Hi, i want to ask with this item, you cannot sync the climate degree from the panel because it does not have sync button? And you need to access from the radio to sync it, am I right? Thanks.


----------



## vdubdm (Apr 21, 2010)

Holding auto button syncs it. 


Sent from my iPhone using Tapatalk


----------



## 2019TiguanSELPRLINE (Nov 24, 2019)

I know I posted that and the price has dropped. Just wondering if our MIB supports 5F? And if there is coding involved? This is what it says:


Seat heating product does not support temperature control of rear exhaust outlet [zone 3]
Some old MIBs do not support 5F menu display and control, you need to upgrade your MIB,
Products need ODIS coding, If you cannot successfully activate the product, you can contact us
If you purchase a steering wheel heating product, there is no steering wheel heating logo on the product panel, and it can only be controlled and displayed on the radio screen menu
product cannot control the ventilation and heating of the rear seats. You need to add the rear seat ventilation and heating switch, be achieved heating and ventilation of the rear seats，Some cars can control the temperature of the rear exhaust outlet [depending on the original car configuration]
product supports the replacement of the original car manual or automatic air conditioning switch. We assume that your car is an automatic air conditioning switch. The product does not have an extension cable and a temperature sensor,
If you are a manual air conditioner switch, you need to tell us, or you need to purchase additional extension cable and temperature sensor
If you have any questions or don't understand, please contact us and provide the original air-conditioning switch photos. Any purchase errors and operation errors cannot be the reason for the refund.
Thank you for reading the above information, and I wish you a happy shopping

3 options for buying products,Please choose the correct product you need

A: MQB Tiguan MK2 seat heating [Does not support zone 3 control [rear air outlet]]

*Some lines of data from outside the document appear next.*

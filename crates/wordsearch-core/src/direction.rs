//! The eight compass directions.

use crate::Position;

/// A unit step along a row, a column, or a diagonal.
///
/// Used both for placing words into the grid and for validating and matching
/// selections, so placement and lookup always agree on what a straight line is.
///
/// # Examples
///
/// ```
/// use wordsearch_core::{Direction, Position};
///
/// assert_eq!(Direction::UpRight.dx(), 1);
/// assert_eq!(Direction::UpRight.dy(), -1);
/// assert_eq!(Direction::UpRight.reversed(), Direction::DownLeft);
///
/// // Non-adjacent cells on the same diagonal normalize to a unit step
/// let dir = Direction::between(Position::new(0, 0), Position::new(3, 3));
/// assert_eq!(dir, Some(Direction::DownRight));
/// ```
#[derive(Debug, Clone, Copy, PartialEq, Eq, PartialOrd, Ord, Hash, derive_more::Display)]
pub enum Direction {
    /// `(1, 0)`
    #[display("right")]
    Right,
    /// `(0, 1)`
    #[display("down")]
    Down,
    /// `(1, 1)`
    #[display("down-right")]
    DownRight,
    /// `(-1, 0)`
    #[display("left")]
    Left,
    /// `(0, -1)`
    #[display("up")]
    Up,
    /// `(-1, -1)`
    #[display("up-left")]
    UpLeft,
    /// `(1, -1)`
    #[display("up-right")]
    UpRight,
    /// `(-1, 1)`
    #[display("down-left")]
    DownLeft,
}

impl Direction {
    /// All directions, in the order random placement draws from.
    pub const ALL: [Self; 8] = [
        Self::Right,
        Self::Down,
        Self::DownRight,
        Self::Left,
        Self::Up,
        Self::UpLeft,
        Self::UpRight,
        Self::DownLeft,
    ];

    /// All directions, in the order a word search tries them from each start cell.
    ///
    /// Each direction is immediately followed by its reverse.
    pub const SCAN_ORDER: [Self; 8] = [
        Self::Right,
        Self::Left,
        Self::Down,
        Self::Up,
        Self::DownRight,
        Self::UpLeft,
        Self::UpRight,
        Self::DownLeft,
    ];

    /// Returns the horizontal component (-1, 0 or 1).
    #[must_use]
    pub const fn dx(self) -> i8 {
        match self {
            Self::Right | Self::DownRight | Self::UpRight => 1,
            Self::Down | Self::Up => 0,
            Self::Left | Self::UpLeft | Self::DownLeft => -1,
        }
    }

    /// Returns the vertical component (-1, 0 or 1).
    #[must_use]
    pub const fn dy(self) -> i8 {
        match self {
            Self::Down | Self::DownRight | Self::DownLeft => 1,
            Self::Right | Self::Left => 0,
            Self::Up | Self::UpLeft | Self::UpRight => -1,
        }
    }

    /// Returns the direction with the given components, if it is one of the eight.
    #[must_use]
    pub const fn from_unit(dx: isize, dy: isize) -> Option<Self> {
        match (dx, dy) {
            (1, 0) => Some(Self::Right),
            (0, 1) => Some(Self::Down),
            (1, 1) => Some(Self::DownRight),
            (-1, 0) => Some(Self::Left),
            (0, -1) => Some(Self::Up),
            (-1, -1) => Some(Self::UpLeft),
            (1, -1) => Some(Self::UpRight),
            (-1, 1) => Some(Self::DownLeft),
            _ => None,
        }
    }

    /// Returns the direction pointing the other way.
    #[must_use]
    pub const fn reversed(self) -> Self {
        match self {
            Self::Right => Self::Left,
            Self::Down => Self::Up,
            Self::DownRight => Self::UpLeft,
            Self::Left => Self::Right,
            Self::Up => Self::Down,
            Self::UpLeft => Self::DownRight,
            Self::UpRight => Self::DownLeft,
            Self::DownLeft => Self::UpRight,
        }
    }

    /// Returns the direction from `from` to `to`, normalized by the Chebyshev
    /// distance `max(|dx|, |dy|)`.
    ///
    /// Returns `None` when the positions coincide, or when the offset does not lie
    /// on a row, column or diagonal (a knight-like jump such as `(2, 1)`).
    /// Distance itself is not checked: `(0, 0)` to `(3, 0)` yields [`Direction::Right`].
    #[must_use]
    pub fn between(from: Position, to: Position) -> Option<Self> {
        let (dx, dy) = from.delta_to(to);
        let length = dx.abs().max(dy.abs());
        if length == 0 || dx % length != 0 || dy % length != 0 {
            return None;
        }
        Self::from_unit(dx / length, dy / length)
    }
}

#[cfg(test)]
mod tests {
    use std::collections::HashSet;

    use proptest::prelude::*;

    use super::*;

    #[test]
    fn test_display_names() {
        let names: Vec<String> = Direction::ALL.iter().map(ToString::to_string).collect();
        assert_eq!(
            names,
            ["right", "down", "down-right", "left", "up", "up-left", "up-right", "down-left"]
        );
    }

    #[test]
    fn test_all_directions_are_distinct_units() {
        let vectors: HashSet<_> = Direction::ALL.iter().map(|d| (d.dx(), d.dy())).collect();
        assert_eq!(vectors.len(), 8);
        assert!(!vectors.contains(&(0, 0)));

        let scan: HashSet<_> = Direction::SCAN_ORDER.into_iter().collect();
        assert_eq!(scan, Direction::ALL.into_iter().collect());
    }

    #[test]
    fn test_from_unit_round_trip() {
        for dir in Direction::ALL {
            let found = Direction::from_unit(isize::from(dir.dx()), isize::from(dir.dy()));
            assert_eq!(found, Some(dir));
        }
        assert_eq!(Direction::from_unit(0, 0), None);
        assert_eq!(Direction::from_unit(2, 0), None);
    }

    #[test]
    fn test_reversed_negates() {
        for dir in Direction::ALL {
            let rev = dir.reversed();
            assert_eq!((rev.dx(), rev.dy()), (-dir.dx(), -dir.dy()));
            assert_eq!(rev.reversed(), dir);
        }
    }

    #[test]
    fn test_scan_order_pairs_reverses() {
        for pair in Direction::SCAN_ORDER.chunks(2) {
            assert_eq!(pair[0].reversed(), pair[1]);
        }
    }

    #[test]
    fn test_between() {
        let origin = Position::new(2, 2);
        assert_eq!(Direction::between(origin, origin), None);
        assert_eq!(
            Direction::between(origin, Position::new(3, 2)),
            Some(Direction::Right)
        );
        assert_eq!(
            Direction::between(origin, Position::new(0, 0)),
            Some(Direction::UpLeft)
        );
        assert_eq!(
            Direction::between(origin, Position::new(4, 0)),
            Some(Direction::UpRight)
        );
        assert_eq!(Direction::between(origin, Position::new(4, 3)), None);
        assert_eq!(Direction::between(origin, Position::new(3, 4)), None);
    }

    proptest! {
        #[test]
        fn test_between_recovers_step_direction(
            dir_index in 0usize..8,
            steps in 1usize..10,
        ) {
            let dir = Direction::ALL[dir_index];
            let start = Position::new(10, 10);
            let end = start.step(dir, steps, 21).unwrap();
            prop_assert_eq!(Direction::between(start, end), Some(dir));
            prop_assert_eq!(Direction::between(end, start), Some(dir.reversed()));
        }
    }
}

B: MQB Tiguan MK2 seat ventilation support zone 3 control

c: MQB Tiguan MK2 seat ventilation And steering wheel heating support zone 3 control
[steering wheel heating is not on the air conditioner panel switch [no logo and button], it can only be controlled on the radio display]
D;MQB Tiguan MK2 Steering wheel heating/seat heating/support zone 3 control


Sent from my iPhone using Tapatalk


----------



## L179 (Apr 15, 2020)

Great, thanks!


----------



## Cerámico26 (Feb 13, 2021)

[QUOTE = "vdubdm, publicación: 114724983, miembro: 530643"]
















¡Lo tengo para trabajar en el mío! Gracias a la ayuda de VAG Italia
¡¡Funciona genial!! Lo hace lucir mucho más limpio y se integra con la estética del tablero.

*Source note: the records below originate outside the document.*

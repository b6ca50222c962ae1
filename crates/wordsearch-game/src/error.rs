use wordsearch_core::WordParseError;
use wordsearch_generator::SeedParseError;

/// Errors that can occur while setting up or playing a game.
#[derive(Debug, Clone, PartialEq, Eq, derive_more::Display, derive_more::Error)]
pub enum GameError {
    /// A level word is not made of letters only.
    #[display("invalid level word {word:?}: {source}")]
    InvalidWord {
        /// The offending word as written in the level.
        word: String,
        /// Why the word was rejected.
        source: WordParseError,
    },
    /// The level has no words to find.
    #[display("level has no words")]
    NoWords,
    /// A saved snapshot belongs to a different level.
    #[display("saved progress is for level {actual}, not level {expected}")]
    LevelMismatch {
        /// The level being resumed.
        expected: u32,
        /// The level recorded in the snapshot.
        actual: u32,
    },
    /// A saved snapshot does not carry a usable grid seed.
    #[display("saved progress has no usable grid seed: {source}")]
    InvalidSeed {
        /// Why the seed was rejected.
        source: SeedParseError,
    },
    /// The supplied grid does not have the level's size.
    #[display("grid is {actual}x{actual}, level expects {expected}x{expected}")]
    GridSizeMismatch {
        /// Grid size configured by the level.
        expected: usize,
        /// Size of the supplied grid.
        actual: usize,
    },
    /// The attempt already ended, by completion or by running out of time.
    #[display("the level attempt is over")]
    AttemptOver,
}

Enviado desde mi iPhone usando Tapatalk
[/CITAR]
Como le hicieron para aparecer ese menú en la pantalla principal ?


----------



## HarryPooter (Mar 21, 2016)

vdubdm said:


> Got it to work on mine! Thanks to help from VAG Italy
> Works great!! Makes it look much cleaner and blends in with the aesthetics of the dash.
> 
> 
> Sent from my iPhone using Tapatalk


What coding did you have to do? were you able to change it from Celsius to Fahrenheit?


----------



## Noiprox (Oct 3, 2021)

vdubdm said:


> Got it to work on mine! Thanks to help from VAG Italy
> Works great!! Makes it look much cleaner and blends in with the aesthetics of the dash.
> 
> 
> Sent from my iPhone using Tapatalk


I have the same using installed in my 2019 Jetta GLI. Most worked out of the box but I can't figure out how to turn on the ventilated seats and the menu button doesn't work. Also if I use the main LCD to browse to the climate control page there are no options there, just a blank screen.

Any ideas what I may need to do or code to get it working? I didn't have to code anything to get the rest of the unit working.


----------



## vdubdm (Apr 21, 2010)

Noiprox said:


> I have the same using installed in my 2019 Jetta GLI. Most worked out of the box but I can't figure out how to turn on the ventilated seats and the menu button doesn't work. Also if I use the main LCD to browse to the climate control page there are no options there, just a blank screen.
> 
> Any ideas what I may need to do or code to get it working? I didn't have to code anything to get the rest of the unit working.


Check out vagitaly on Instagram or Facebook. He’s pretty good with coding. Sounds like a coding issue. Something missing. 


Sent from my iPhone using Tapatalk


----------



## HarryPooter (Mar 21, 2016)

Noiprox said:


> I have the same using installed in my 2019 Jetta GLI. Most worked out of the box but I can't figure out how to turn on the ventilated seats and the menu button doesn't work. Also if I use the main LCD to browse to the climate control page there are no options there, just a blank screen.
> 
> Any ideas what I may need to do or code to get it working? I didn't have to code anything to get the rest of the unit working.


Are you able to change the display reading from Celsius to Fahrenheit?


----------



## Noiprox (Oct 3, 2021)

HarryPooter said:


> Are you able to change the display reading from Celsius to Fahrenheit?


not sure, I’m in Canada so I need it on Celsius


----------



## Noiprox (Oct 3, 2021)

HarryPooter said:


> Are you able to change the display reading from Celsius to Fahrenheit?


I attempted this today for you and yes, by changing from Celsius to Fahrenheit in the main car menu under units (where you change things like km vs mikes etc.) it automatically changed the new touch climatronic display to Fahrenheit as well.


----------



## HarryPooter (Mar 21, 2016)

Noiprox said:


> I attempted this today for you and yes, by changing from Celsius to Fahrenheit in the main car menu under units (where you change things like km vs mikes etc.) it automatically changed the new touch climatronic display to Fahrenheit as well.


 Great thank you, order placed!


----------



## DarthBajan (Oct 22, 2008)

HarryPooter said:


> Great thank you, order placed!


How did your install and coding go?


----------